** Information given follows **

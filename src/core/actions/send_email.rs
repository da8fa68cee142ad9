use lettre::message::header::ContentType;
use lettre::message::{Attachment, Mailbox, MultiPart, SinglePart};
use lettre::transport::smtp::authentication::Credentials;
use lettre::{Message, SmtpTransport, Transport};
use std::fs;
use std::path::PathBuf;
use tracing::{debug, info};

use super::export_pdf::EXPORT_FILE_NAME;
use super::{Action, ActionContext, ActionParams, ParamSpec};
use crate::error::ActionError;
use crate::models::{Mode, SmtpSettings};

const ACTION: &str = "send_email";

/// Name the exported resume carries when attached
pub const ATTACHMENT_NAME: &str = "resume.pdf";

/// A fully assembled message, ready for delivery
#[derive(Debug, Clone, PartialEq, Eq)]
pub struct OutgoingEmail {
    pub from: String,
    pub to: String,
    pub subject: String,
    pub html_body: String,
    pub attachment: Option<PathBuf>,
}

/// Delivers an email with the stored SMTP settings
pub trait Mailer: Send + Sync {
    fn deliver(&self, smtp: &SmtpSettings, email: &OutgoingEmail) -> Result<(), String>;
}

/// Blocking SMTP delivery. Port 465 uses implicit TLS, 587 STARTTLS and 25
/// plain text.
#[derive(Debug, Default)]
pub struct SmtpMailer;

impl SmtpMailer {
    fn build_message(email: &OutgoingEmail) -> Result<Message, String> {
        let from: Mailbox = email
            .from
            .parse()
            .map_err(|e| format!("invalid sender address '{}': {}", email.from, e))?;
        let to: Mailbox = email
            .to
            .parse()
            .map_err(|e| format!("invalid recipient address '{}': {}", email.to, e))?;

        let builder = Message::builder().from(from).to(to).subject(email.subject.as_str());
        let html = SinglePart::html(email.html_body.clone());

        let message = match &email.attachment {
            Some(path) => {
                let bytes = fs::read(path)
                    .map_err(|e| format!("cannot read attachment {}: {}", path.display(), e))?;
                let content_type =
                    ContentType::parse("application/pdf").map_err(|e| e.to_string())?;
                let attachment = Attachment::new(ATTACHMENT_NAME.to_string()).body(bytes, content_type);
                builder.multipart(MultiPart::mixed().singlepart(html).singlepart(attachment))
            }
            None => builder.singlepart(html),
        };
        message.map_err(|e| e.to_string())
    }
}

impl Mailer for SmtpMailer {
    fn deliver(&self, smtp: &SmtpSettings, email: &OutgoingEmail) -> Result<(), String> {
        let host = smtp.smtp_server.as_deref().unwrap_or_default();
        let credentials = Credentials::new(
            smtp.sender_email.clone().unwrap_or_default(),
            smtp.sender_password.clone().unwrap_or_default(),
        );

        let builder = match smtp.smtp_port {
            465 => SmtpTransport::relay(host).map_err(|e| e.to_string())?,
            587 => SmtpTransport::starttls_relay(host).map_err(|e| e.to_string())?,
            _ => SmtpTransport::builder_dangerous(host),
        };
        let transport = builder.port(smtp.smtp_port).credentials(credentials).build();

        let message = Self::build_message(email)?;
        debug!("Connecting to {}:{}", host, smtp.smtp_port);
        transport.send(&message).map_err(|e| e.to_string())?;
        Ok(())
    }
}

pub fn escape_html(text: &str) -> String {
    let mut escaped = String::with_capacity(text.len());
    for c in text.chars() {
        match c {
            '&' => escaped.push_str("&amp;"),
            '<' => escaped.push_str("&lt;"),
            '>' => escaped.push_str("&gt;"),
            '"' => escaped.push_str("&quot;"),
            '\'' => escaped.push_str("&#39;"),
            other => escaped.push(other),
        }
    }
    escaped
}

/// Escape the body and keep its line structure in HTML
pub fn plain_text_to_html(text: &str) -> String {
    let escaped = escape_html(&text.replace('\r', "")).replace('\n', "<br>\n");
    format!(
        "<html><body><div style=\"font-family:Arial,sans-serif;font-size:14px;line-height:1.6;\">{}</div></body></html>",
        escaped
    )
}

fn parse_flag(value: &str) -> Result<bool, ActionError> {
    match value.trim().to_lowercase().as_str() {
        "true" | "yes" | "y" | "1" => Ok(true),
        "false" | "no" | "n" | "0" => Ok(false),
        other => Err(ActionError::InvalidParam {
            action: ACTION,
            param: "has_attachment".to_string(),
            message: format!("expected true or false, got '{}'", other),
        }),
    }
}

/// `send_email(recipient, subject, body, has_attachment)`
pub struct SendEmailAction {
    mailer: Box<dyn Mailer>,
}

impl SendEmailAction {
    pub fn new(mailer: Box<dyn Mailer>) -> Self {
        Self { mailer }
    }
}

impl Action for SendEmailAction {
    fn name(&self) -> &'static str {
        ACTION
    }

    fn summary(&self, mode: Mode) -> &'static str {
        match mode {
            Mode::Candidate => "Email a cover letter to the employer, optionally attaching the exported resume",
            Mode::Hunter => "Email a candidate recommendation letter to the client",
        }
    }

    fn params(&self, mode: Mode) -> Vec<ParamSpec> {
        match mode {
            Mode::Candidate => vec![
                ParamSpec::new("recipient", "the employer's email address, taken from the job description"),
                ParamSpec::new("subject", "\"Application for <job title> - <your name>\""),
                ParamSpec::new("body", "a cover letter tailored to the job description"),
                ParamSpec::new("has_attachment", "true to attach the exported resume PDF"),
            ],
            Mode::Hunter => vec![
                ParamSpec::new("recipient", "the client's or hiring manager's email address"),
                ParamSpec::new("subject", "\"Candidate recommendation: <candidate name> for <job title>\""),
                ParamSpec::new("body", "a recommendation letter for the candidate"),
                ParamSpec::new("has_attachment", "false unless the candidate resume was exported to PDF"),
            ],
        }
    }

    fn invoke(&self, params: &ActionParams, ctx: &ActionContext<'_>) -> Result<String, ActionError> {
        let smtp = ctx.store.smtp();
        let missing = smtp.missing_fields();
        if !missing.is_empty() {
            return Err(ActionError::Config {
                action: ACTION,
                message: format!(
                    "SMTP settings are incomplete (missing {}). Run /smtp to configure them",
                    missing.join(", ")
                ),
            });
        }
        smtp.validate().map_err(|e| ActionError::Config {
            action: ACTION,
            message: e.to_string(),
        })?;

        let recipient = params.require(ACTION, "recipient")?;
        if !recipient.contains('@') {
            return Err(ActionError::InvalidParam {
                action: ACTION,
                param: "recipient".to_string(),
                message: format!("'{}' is not an email address", recipient),
            });
        }
        let subject = params.require(ACTION, "subject")?;
        let body = params.require(ACTION, "body")?;
        let attach = parse_flag(params.require(ACTION, "has_attachment")?)?;

        let attachment = if attach {
            let path = ctx.workdir.join(EXPORT_FILE_NAME);
            if !path.exists() {
                return Err(ActionError::Failed {
                    action: ACTION,
                    message: format!("no exported resume at {}. Export it to PDF first", path.display()),
                });
            }
            Some(path)
        } else {
            None
        };

        let email = OutgoingEmail {
            from: smtp.sender_email.clone().unwrap_or_default(),
            to: recipient.to_string(),
            subject: subject.to_string(),
            html_body: plain_text_to_html(body),
            attachment,
        };

        self.mailer
            .deliver(smtp, &email)
            .map_err(|message| ActionError::Failed { action: ACTION, message })?;

        info!("Email sent to {}", recipient);
        Ok(format!("Email sent to {}", recipient))
    }
}

#[cfg(test)]
mod tests {
    use super::*;
    use crate::core::store::Store;
    use std::sync::{Arc, Mutex};
    use tempfile::TempDir;

    #[derive(Clone, Default)]
    struct RecordingMailer(Arc<Mutex<Vec<OutgoingEmail>>>);

    impl Mailer for RecordingMailer {
        fn deliver(&self, _smtp: &SmtpSettings, email: &OutgoingEmail) -> Result<(), String> {
            self.0.lock().unwrap().push(email.clone());
            Ok(())
        }
    }

    fn params(attach: &str) -> ActionParams {
        [
            ("recipient", "hr@example.com"),
            ("subject", "Application"),
            ("body", "Dear team,\n<b>hello</b>"),
            ("has_attachment", attach),
        ]
        .into_iter()
        .collect()
    }

    fn configured_store(dir: &TempDir) -> Store {
        let mut store = Store::open(dir.path().join("config.json")).unwrap();
        store
            .set_smtp(SmtpSettings {
                sender_email: Some("me@example.com".to_string()),
                sender_password: Some("secret".to_string()),
                smtp_server: Some("smtp.example.com".to_string()),
                smtp_port: 465,
            })
            .unwrap();
        store
    }

    #[test]
    fn test_plain_text_to_html() {
        let html = plain_text_to_html("a < b\nc & d");
        assert!(html.contains("a &lt; b<br>\nc &amp; d"));
    }

    #[test]
    fn test_unconfigured_smtp_fails_before_delivery() {
        let dir = TempDir::new().unwrap();
        let store = Store::open(dir.path().join("config.json")).unwrap();
        let mailer = RecordingMailer::default();
        let action = SendEmailAction::new(Box::new(mailer.clone()));

        let ctx = ActionContext { store: &store, workdir: dir.path() };
        let err = action.invoke(&params("false"), &ctx).unwrap_err();

        assert!(matches!(err, ActionError::Config { action: "send_email", .. }));
        assert!(err.to_string().contains("sender_email"));
        assert!(mailer.0.lock().unwrap().is_empty());
    }

    #[test]
    fn test_sends_escaped_body() {
        let dir = TempDir::new().unwrap();
        let store = configured_store(&dir);
        let mailer = RecordingMailer::default();
        let action = SendEmailAction::new(Box::new(mailer.clone()));

        let ctx = ActionContext { store: &store, workdir: dir.path() };
        action.invoke(&params("no"), &ctx).unwrap();

        let sent = mailer.0.lock().unwrap();
        assert_eq!(sent.len(), 1);
        assert_eq!(sent[0].from, "me@example.com");
        assert!(sent[0].html_body.contains("Dear team,<br>"));
        assert!(sent[0].html_body.contains("&lt;b&gt;hello&lt;/b&gt;"));
        assert!(sent[0].attachment.is_none());
    }

    #[test]
    fn test_attachment_requires_exported_pdf() {
        let dir = TempDir::new().unwrap();
        let store = configured_store(&dir);
        let mailer = RecordingMailer::default();
        let action = SendEmailAction::new(Box::new(mailer.clone()));
        let ctx = ActionContext { store: &store, workdir: dir.path() };

        let err = action.invoke(&params("true"), &ctx).unwrap_err();
        assert!(matches!(err, ActionError::Failed { .. }));

        fs::write(dir.path().join(EXPORT_FILE_NAME), b"%PDF").unwrap();
        action.invoke(&params("true"), &ctx).unwrap();
        let sent = mailer.0.lock().unwrap();
        assert_eq!(sent[0].attachment, Some(dir.path().join(EXPORT_FILE_NAME)));
    }

    #[test]
    fn test_rejects_bad_recipient_and_flag() {
        let dir = TempDir::new().unwrap();
        let store = configured_store(&dir);
        let action = SendEmailAction::new(Box::new(RecordingMailer::default()));
        let ctx = ActionContext { store: &store, workdir: dir.path() };

        let bad: ActionParams = [
            ("recipient", "not-an-address"),
            ("subject", "s"),
            ("body", "b"),
            ("has_attachment", "false"),
        ]
        .into_iter()
        .collect();
        assert!(matches!(
            action.invoke(&bad, &ctx),
            Err(ActionError::InvalidParam { .. })
        ));
        assert!(matches!(
            action.invoke(&params("maybe"), &ctx),
            Err(ActionError::InvalidParam { .. })
        ));
    }

    #[test]
    fn test_build_message_with_attachment() {
        let dir = TempDir::new().unwrap();
        let pdf = dir.path().join(EXPORT_FILE_NAME);
        fs::write(&pdf, b"%PDF-1.4").unwrap();
        let email = OutgoingEmail {
            from: "me@example.com".to_string(),
            to: "hr@example.com".to_string(),
            subject: "Hello".to_string(),
            html_body: plain_text_to_html("hi"),
            attachment: Some(pdf),
        };
        let message = SmtpMailer::build_message(&email).unwrap();
        let raw = String::from_utf8_lossy(&message.formatted()).to_string();
        assert!(raw.contains("resume.pdf"));
        assert!(raw.contains("Subject: Hello"));
    }
}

** End of Information given **

## [About this task]
Restate the records above verbatim up to and including the line containing "#[derive(Debug, Clone, PartialEq, Eq)]".

## [Result of the task]
filename src/core/actions/send_email.rs
repository da8fa68cee142ad9
use lettre::message::header::ContentType;
use lettre::message::{Attachment, Mailbox, MultiPart, SinglePart};
use lettre::transport::smtp::authentication::Credentials;
use lettre::{Message, SmtpTransport, Transport};
use std::fs;
use std::path::PathBuf;
use tracing::{debug, info};

use super::export_pdf::EXPORT_FILE_NAME;
use super::{Action, ActionContext, ActionParams, ParamSpec};
use crate::error::ActionError;
use crate::models::{Mode, SmtpSettings};

const ACTION: &str = "send_email";

/// Name the exported resume carries when attached
pub const ATTACHMENT_NAME: &str = "resume.pdf";

/// A fully assembled message, ready for delivery
#[derive(Debug, Clone, PartialEq, Eq)]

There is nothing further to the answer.